→ RECORDS FOR THIS TASK
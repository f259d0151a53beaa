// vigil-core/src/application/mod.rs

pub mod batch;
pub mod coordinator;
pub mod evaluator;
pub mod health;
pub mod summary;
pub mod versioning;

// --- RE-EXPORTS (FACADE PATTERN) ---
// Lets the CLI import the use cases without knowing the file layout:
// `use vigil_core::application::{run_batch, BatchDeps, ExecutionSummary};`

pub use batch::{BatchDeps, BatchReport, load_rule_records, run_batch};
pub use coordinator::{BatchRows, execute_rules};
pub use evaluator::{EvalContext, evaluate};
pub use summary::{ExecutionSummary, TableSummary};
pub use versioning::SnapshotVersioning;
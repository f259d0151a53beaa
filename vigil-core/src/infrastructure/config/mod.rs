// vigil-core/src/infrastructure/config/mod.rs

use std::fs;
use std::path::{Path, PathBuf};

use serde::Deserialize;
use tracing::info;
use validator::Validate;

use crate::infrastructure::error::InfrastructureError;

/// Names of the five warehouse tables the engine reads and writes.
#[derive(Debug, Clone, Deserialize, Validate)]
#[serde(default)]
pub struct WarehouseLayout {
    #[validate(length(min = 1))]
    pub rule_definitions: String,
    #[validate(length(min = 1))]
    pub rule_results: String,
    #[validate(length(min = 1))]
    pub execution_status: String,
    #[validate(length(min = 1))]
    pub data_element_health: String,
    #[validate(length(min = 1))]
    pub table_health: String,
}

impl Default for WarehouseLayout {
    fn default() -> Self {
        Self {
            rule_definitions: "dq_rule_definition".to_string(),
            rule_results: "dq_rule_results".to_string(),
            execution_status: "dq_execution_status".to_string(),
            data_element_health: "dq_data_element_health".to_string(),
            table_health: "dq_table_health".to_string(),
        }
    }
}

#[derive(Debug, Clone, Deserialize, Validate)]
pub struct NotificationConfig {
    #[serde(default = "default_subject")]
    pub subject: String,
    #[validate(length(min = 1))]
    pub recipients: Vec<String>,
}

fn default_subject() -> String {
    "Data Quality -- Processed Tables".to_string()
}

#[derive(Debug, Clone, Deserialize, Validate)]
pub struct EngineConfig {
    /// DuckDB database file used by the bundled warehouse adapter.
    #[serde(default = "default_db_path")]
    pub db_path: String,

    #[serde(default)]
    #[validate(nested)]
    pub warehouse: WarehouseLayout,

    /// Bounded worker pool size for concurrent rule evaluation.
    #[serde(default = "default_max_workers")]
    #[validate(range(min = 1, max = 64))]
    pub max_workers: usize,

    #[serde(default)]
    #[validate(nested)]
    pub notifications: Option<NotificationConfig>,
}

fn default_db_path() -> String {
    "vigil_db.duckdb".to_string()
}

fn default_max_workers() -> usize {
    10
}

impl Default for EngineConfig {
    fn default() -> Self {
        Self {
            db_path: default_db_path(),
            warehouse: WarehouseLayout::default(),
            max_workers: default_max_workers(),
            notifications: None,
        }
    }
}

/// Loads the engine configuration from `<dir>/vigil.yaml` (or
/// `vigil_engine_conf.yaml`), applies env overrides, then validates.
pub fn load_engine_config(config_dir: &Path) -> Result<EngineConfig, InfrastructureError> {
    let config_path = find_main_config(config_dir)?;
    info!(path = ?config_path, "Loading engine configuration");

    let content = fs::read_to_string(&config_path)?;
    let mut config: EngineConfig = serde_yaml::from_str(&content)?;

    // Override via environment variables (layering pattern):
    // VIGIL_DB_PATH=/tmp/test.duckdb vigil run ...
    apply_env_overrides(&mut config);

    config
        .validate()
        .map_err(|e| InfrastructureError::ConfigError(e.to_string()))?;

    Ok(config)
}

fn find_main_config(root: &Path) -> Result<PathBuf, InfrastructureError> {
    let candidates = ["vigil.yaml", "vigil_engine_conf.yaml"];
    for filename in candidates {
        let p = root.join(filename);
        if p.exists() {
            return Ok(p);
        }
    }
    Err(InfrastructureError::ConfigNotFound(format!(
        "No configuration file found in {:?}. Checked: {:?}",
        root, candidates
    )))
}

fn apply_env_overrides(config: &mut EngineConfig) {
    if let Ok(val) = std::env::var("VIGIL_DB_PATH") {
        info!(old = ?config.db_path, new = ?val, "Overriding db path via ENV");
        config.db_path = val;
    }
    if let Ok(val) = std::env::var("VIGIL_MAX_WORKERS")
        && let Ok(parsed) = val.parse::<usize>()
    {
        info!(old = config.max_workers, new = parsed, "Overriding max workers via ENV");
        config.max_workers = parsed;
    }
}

→ WORK ORDER
Your response should contain each line of the entries above that holds the string "parsed".

→ SOLUTION TO THE PROBLEM
        && let Ok(parsed) = val.parse::<usize>()
        info!(old = config.max_workers, new = parsed, "Overriding max workers via ENV");
        config.max_workers = parsed;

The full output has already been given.